D'après une enluminure
d'un manuscrit de Marie de France, XIIe siècle.
Paris, Bibliothèque nationale de France.
De Marie de France, qui vécut dans la seconde moitié du XIIe siècle à la cour brillante d’Henri II d’Angleterre et d’Aliénor d’Aquitaine, l’on ignore à peu près tout. Le peu que l’on sait d’elle, c’est d’elle-même qu’on le tient : « Marie ai nom, si sui de France ». Elle est pourtant le premier écrivain femme en langue vulgaire et la première femme poète de France.
Auteur d’un recueil de fables ésopiques, intitulé Isopet, Marie de France doit surtout sa notoriété à son recueil poétique de lais.

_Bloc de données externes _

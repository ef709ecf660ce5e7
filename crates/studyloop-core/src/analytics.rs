//! Chart-ready aggregation of a student's test history.
//!
//! Everything here is a pure function of its input: no I/O, no caching
//! between calls.

use std::collections::BTreeMap;
use std::fmt;

use chrono::{DateTime, Utc};
use serde::{Deserialize, Serialize};

use crate::model::TestResult;

/// One point of the score-over-time series.
#[derive(Debug, Clone, Copy, PartialEq, Serialize, Deserialize)]
pub struct SeriesPoint {
    pub date: DateTime<Utc>,
    pub score: f64,
}

/// Summary statistics derived from a list of test results.
///
/// Reading a summary back from JSON checks that `history_positions` is a
/// permutation of the input positions, one per `sorted_history` row.
#[derive(Debug, Clone, Default, PartialEq, Serialize, Deserialize)]
#[serde(try_from = "SummaryFields")]
pub struct AnalyticsSummary {
    /// One point per input row, in input order.
    pub time_series: Vec<SeriesPoint>,
    /// Mean score per subject.
    pub subject_averages: BTreeMap<String, f64>,
    /// Number of attempts per subject.
    pub subject_counts: BTreeMap<String, usize>,
    /// Input rows ordered newest-first, stable on equal dates.
    pub sorted_history: Vec<TestResult>,
    /// Input position of each `sorted_history` row.
    history_positions: Vec<usize>,
}

#[derive(Deserialize)]
struct SummaryFields {
    time_series: Vec<SeriesPoint>,
    subject_averages: BTreeMap<String, f64>,
    subject_counts: BTreeMap<String, usize>,
    sorted_history: Vec<TestResult>,
    #[serde(default)]
    history_positions: Vec<usize>,
}

impl TryFrom<SummaryFields> for AnalyticsSummary {
    type Error = String;

    fn try_from(fields: SummaryFields) -> Result<Self, Self::Error> {
        let rows = fields.sorted_history.len();
        if fields.history_positions.len() != rows {
            return Err(format!(
                "history_positions has {} entries for {rows} history rows",
                fields.history_positions.len()
            ));
        }
        let mut seen = vec![false; rows];
        for &pos in &fields.history_positions {
            match seen.get_mut(pos) {
                Some(slot) if !*slot => *slot = true,
                _ => return Err(format!("history position {pos} is out of range or repeated")),
            }
        }
        Ok(AnalyticsSummary {
            time_series: fields.time_series,
            subject_averages: fields.subject_averages,
            subject_counts: fields.subject_counts,
            sorted_history: fields.sorted_history,
            history_positions: fields.history_positions,
        })
    }
}

/// Identity of a history row for display keying.
#[derive(Debug, Clone, PartialEq, Eq, Hash)]
pub enum RowKey {
    /// The `result_id` sent by the grading service.
    Id(String),
    /// Position in the input sequence. Only stable while the collaborator
    /// returns rows in the same order on every read.
    Position(usize),
}

impl fmt::Display for RowKey {
    fn fmt(&self, f: &mut fmt::Formatter<'_>) -> fmt::Result {
        match self {
            RowKey::Id(id) => write!(f, "{id}"),
            RowKey::Position(i) => write!(f, "#{i}"),
        }
    }
}

impl AnalyticsSummary {
    /// True when there was no history to aggregate.
    pub fn is_empty(&self) -> bool {
        self.sorted_history.is_empty()
    }

    /// Total attempts across all subjects.
    pub fn total_attempts(&self) -> usize {
        self.sorted_history.len()
    }

    /// Display keys for `sorted_history`, row for row.
    pub fn history_keys(&self) -> Vec<RowKey> {
        self.sorted_history
            .iter()
            .zip(&self.history_positions)
            .map(|(row, &pos)| match &row.result_id {
                Some(id) => RowKey::Id(id.clone()),
                None => RowKey::Position(pos),
            })
            .collect()
    }
}

/// Aggregate raw results into an [`AnalyticsSummary`].
///
/// Rows are not filtered or validated. An empty slice yields an empty
/// summary; deciding whether to show a "no data" state is up to the caller.
pub fn aggregate(results: &[TestResult]) -> AnalyticsSummary {
    let time_series = results
        .iter()
        .map(|r| SeriesPoint {
            date: r.test_date,
            score: r.score,
        })
        .collect();

    let mut totals: BTreeMap<String, (f64, usize)> = BTreeMap::new();
    for r in results {
        let entry = totals.entry(r.subject.clone()).or_insert((0.0, 0));
        entry.0 += r.score;
        entry.1 += 1;
    }

    let subject_counts = totals
        .iter()
        .map(|(subject, &(_, count))| (subject.clone(), count))
        .collect();
    // Every key has at least one observation, so count >= 1.
    let subject_averages = totals
        .into_iter()
        .map(|(subject, (sum, count))| (subject, sum / count as f64))
        .collect();

    // `sort_by` is stable, which keeps equal dates in input order.
    let mut order: Vec<usize> = (0..results.len()).collect();
    order.sort_by(|&a, &b| results[b].test_date.cmp(&results[a].test_date));
    let sorted_history = order.iter().map(|&i| results[i].clone()).collect();

    AnalyticsSummary {
        time_series,
        subject_averages,
        subject_counts,
        sorted_history,
        history_positions: order,
    }
}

De ce recueil, il ne reste qu’une douzaine de poèmes, Les Lais. Le mot lai, qui signifie « chanson », désigne à l’origine une œuvre musicale. Les thèmes chantés sont inspirés de la matière de Bretagne. Le plus long de ces poèmes, composés en octosyllabes rimés, comporte 1 000 vers. Le Lai du Chèvrefeuille, texte qui s’apparente aux romans de Tristan, allie les deux aspects qui caractérisent le lai : la présence du merveilleux et la peinture de l’amour. Peinture délicate, parfois nimbée de mélancolie. Chaque poème porte un nom. Le Lai du Chèvrefeuille, Le Lai du Laostic (rossignol), Le Lai d’Yonec, Le Lai du Bisclavaret (loup-garou), Le Lai du Lanval…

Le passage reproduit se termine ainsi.